SUPREME COURT OF QUEENSLAND

 

PARTIES:

FILE NO/S:

Court of Appeal

PROCEEDING:

Sentence Application

ORIGINATING COURT:

DELIVERED EX TEMPORE ON:

8 October 2004

DELIVERED AT:

Brisbane

HEARING DATE:

8 October 2004

JUDGES:

McMurdo P and Jones and Chesterman JJ
Separate reasons for judgment of each member of the Court, each concurring as to the order made

ORDER:

Application for leave to appeal against sentence refused

CATCHWORDS:

CRIMINAL LAW – APPEAL AND NEW TRIAL AND INQUIRY AFTER CONVICTION – APPEAL AND NEW TRIAL – APPEAL AGAINST SENTENCE – APPEAL BY CONVICTED PERSONS – APPLICATIONS TO REDUCE SENTENCE – WHEN REFUSED – GENERALLY – where applicant convicted on guilty plea of producing and possessing cannabis in excess of 500 grams and of possessing things used in connection with producing a dangerous drug – where sentenced to 12 months imprisonment suspended after four months with an operation period of 18 months – where applicant was 65 years old at time of sentence and had no prior criminal history – whether sentence was manifestly excessive

R v Laing [2003] QCA 92; CA No 411 of 2002, 6 March 2003, considered

COUNSEL:

A J Rafter SC for the applicant
R G Martin for the respondent

SOLICITORS:

Gilshenan & Luton for the applicant
Director of Public Prosecutions (Queensland) for the respondent

THE PRESIDENT:  The applicant was convicted on 7 September this year of one count of producing a dangerous drug, cannabis, in excess of 500 grams (count 1); one count of possessing a dangerous drug, cannabis, in excess of 500 grams (count 2); and one count of possession of things used in connection with producing a dangerous drug (count 3).  She was sentenced to 12 months imprisonment suspended after four months with an operational period of 18 months in respect of each offence.  The applicant contends the sentence was manifestly excessive and that a fully suspended sentence should have been imposed. 

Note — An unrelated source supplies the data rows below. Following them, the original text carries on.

//! Per-agent phase state machine with generation-guarded timers.

use std::sync::Arc;
use std::time::Duration;

use parking_lot::Mutex;
use serde::{Deserialize, Serialize};
use tracing::trace;

use tether_core::constants::{
    PHASE_AT_DESK_MS, PHASE_DONE_CENTER_MS, PHASE_DONE_WALK_MS, PHASE_HUB_PICKUP_MS,
    PHASE_STOP_CENTER_MS, PHASE_WALK_TO_DESK_MS,
};

// ─────────────────────────────────────────────────────────────────────────────
// Types
// ─────────────────────────────────────────────────────────────────────────────

/// Where an agent currently is in its desk-walk animation.
#[derive(Debug, Clone, Copy, PartialEq, Eq, Serialize, Deserialize)]
#[serde(rename_all = "kebab-case")]
pub enum AgentPhase {
    /// Resting at the center position.
    AtCenter,
    /// Heading to the hub to pick up work.
    WalkingToHub,
    /// Pausing at the hub.
    AtHubPickup,
    /// Carrying work from the hub to the desk.
    WalkingToDesk,
    /// Seated and working.
    AtDeskWorking,
    /// Celebrating a finished run.
    Celebrating,
    /// Returning to the center.
    WalkingToCenter,
}

/// Coarse execution status driving the phase machine.
#[derive(Debug, Clone, Copy, PartialEq, Eq, Serialize, Deserialize)]
#[serde(rename_all = "lowercase")]
pub enum CoarseStatus {
    /// No execution attached.
    Idle,
    /// An execution is in flight.
    Working,
    /// The last execution completed successfully.
    Done,
    /// The last execution failed.
    Error,
}

/// A scheduled phase change, offset in milliseconds from the status change.
type Step = (u64, AgentPhase);

const WORKING_STEPS: &[Step] = &[
    (PHASE_HUB_PICKUP_MS, AgentPhase::AtHubPickup),
    (PHASE_WALK_TO_DESK_MS, AgentPhase::WalkingToDesk),
    (PHASE_AT_DESK_MS, AgentPhase::AtDeskWorking),
];

const DONE_STEPS: &[Step] = &[
    (PHASE_DONE_WALK_MS, AgentPhase::WalkingToCenter),
    (PHASE_DONE_CENTER_MS, AgentPhase::AtCenter),
];

const STOP_STEPS: &[Step] = &[(PHASE_STOP_CENTER_MS, AgentPhase::AtCenter)];

// ─────────────────────────────────────────────────────────────────────────────
// Scheduler
// ─────────────────────────────────────────────────────────────────────────────

#[derive(Debug)]
struct Inner {
    phase: AgentPhase,
    status: CoarseStatus,
    generation: u64,
}

/// Drives one agent's [`AgentPhase`] from its [`CoarseStatus`].
///
/// Every status change bumps a generation counter and schedules its
/// delayed steps as tokio sleep tasks. A step only lands if the
/// generation it was scheduled under is still current, so a newer
/// status change implicitly cancels everything pending.
#[derive(Debug, Clone)]
pub struct PhaseScheduler {
    inner: Arc<Mutex<Inner>>,
}

impl PhaseScheduler {
    /// Creates a scheduler for an agent first seen in `status`.
    ///
    /// A mid-run mount lands directly at the desk rather than
    /// replaying the walk; a just-finished mount still plays the
    /// celebration wind-down. Must be called within a tokio runtime.
    #[must_use]
    pub fn new(status: CoarseStatus) -> Self {
        let phase = match status {
            CoarseStatus::Working => AgentPhase::AtDeskWorking,
            CoarseStatus::Done => AgentPhase::Celebrating,
            CoarseStatus::Idle | CoarseStatus::Error => AgentPhase::AtCenter,
        };
        let scheduler = Self {
            inner: Arc::new(Mutex::new(Inner {
                phase,
                status,
                generation: 0,
            })),
        };
        if status == CoarseStatus::Done {
            scheduler.schedule(0, DONE_STEPS);
        }
        scheduler
    }

    /// Applies a new coarse status.
    ///
    /// Re-applying the current status is a strict no-op: no phase
    /// change, no generation bump, pending timers left untouched.
    pub fn set_status(&self, status: CoarseStatus) {
        let (generation, steps) = {
            let mut inner = self.inner.lock();
            if inner.status == status {
                return;
            }
            let was_working = inner.status == CoarseStatus::Working;
            inner.status = status;
            inner.generation += 1;
            let steps: &[Step] = match status {
                CoarseStatus::Working => {
                    inner.phase = AgentPhase::WalkingToHub;
                    WORKING_STEPS
                }
                CoarseStatus::Done => {
                    inner.phase = AgentPhase::Celebrating;
                    DONE_STEPS
                }
                CoarseStatus::Idle | CoarseStatus::Error => {
                    if was_working {
                        inner.phase = AgentPhase::WalkingToCenter;
                        STOP_STEPS
                    } else {
                        inner.phase = AgentPhase::AtCenter;
                        &[]
                    }
                }
            };
            trace!(?status, phase = ?inner.phase, generation = inner.generation, "phase status change");
            (inner.generation, steps)
        };
        if !steps.is_empty() {
            self.schedule(generation, steps);
        }
    }

    /// Current animation phase.
    #[must_use]
    pub fn phase(&self) -> AgentPhase {
        self.inner.lock().phase
    }

    /// Current coarse status.
    #[must_use]
    pub fn status(&self) -> CoarseStatus {
        self.inner.lock().status
    }

    /// Generation of the most recent status change.
    #[must_use]
    pub fn generation(&self) -> u64 {
        self.inner.lock().generation
    }

    /// Spawns one sleep task per step. Each re-checks the generation
    /// under the lock before landing, so stale steps fall on the floor.
    fn schedule(&self, generation: u64, steps: &'static [Step]) {
        for &(delay_ms, phase) in steps {
            let inner = Arc::clone(&self.inner);
            let _ = tokio::spawn(async move {
                tokio::time::sleep(Duration::from_millis(delay_ms)).await;
                let mut inner = inner.lock();
                if inner.generation == generation {
                    inner.phase = phase;
                }
            });
        }
    }
}

// ─────────────────────────────────────────────────────────────────────────────
// Tests
// ─────────────────────────────────────────────────────────────────────────────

The maximum penalty for counts 1 and 2 is 20 years imprisonment.

The applicant had no criminal history, pleaded guilty by ex officio indictment and was 65 years old at sentence.  She was born in Amsterdam in 1939 and migrated to Australia when she was 11 years old.  She had a solid work history until she was diagnosed with depression about 10 years ago and had been on a disability pension for some years prior to sentence.  No material was tendered at sentence and no further details given about her condition of depression.

The facts of her offending were as follows.  Mrs Klumper was present at her home at Thornville near Crows Nest with the co-offender, Dennis Land, when police executed a search warrant.  They found a large container holding 16 cannabis plants ranging in height from .5 to .9 of a metre.  The container was partially covered with bales of sugar cane mulch and insulating material.  An air-conditioning unit was installed through a hole cut into the wall of the container.  A timed-light source and mirror were set up to direct light onto the plants.  Police also found a generator, chemicals and equipment used for cultivating the plants.

A further 21 plants ranging in height from five to 15 centimetres were growing in a room next to the bathroom inside Mrs Klumper's home.  The windows of the room had been covered with plastic and blankets and an alternative UV light source was suspended over the plants. 

Mr Land assisted the police in locating another 23 plants growing in the garden of the 16 hectare property.  Some of the plants were protected by wire.  The stalks of another six plants were found along a nearby creek bed.  Police found 40 grams of cannabis drying on a large table on the veranda.  Inside a locked cupboard police found Mrs Klumper's handbag and a large garbage bag containing cannabis and other smaller plastic bags, including some one-ounce bags of cannabis.  More cannabis was found in the garage.  Police also found two sets of electronic scales, packets of snap-lock bags, a vacuum bag sealer, lights and a large quantity of ventilation ducting.  The total quantity of cut dried cannabis was 851.7 grams.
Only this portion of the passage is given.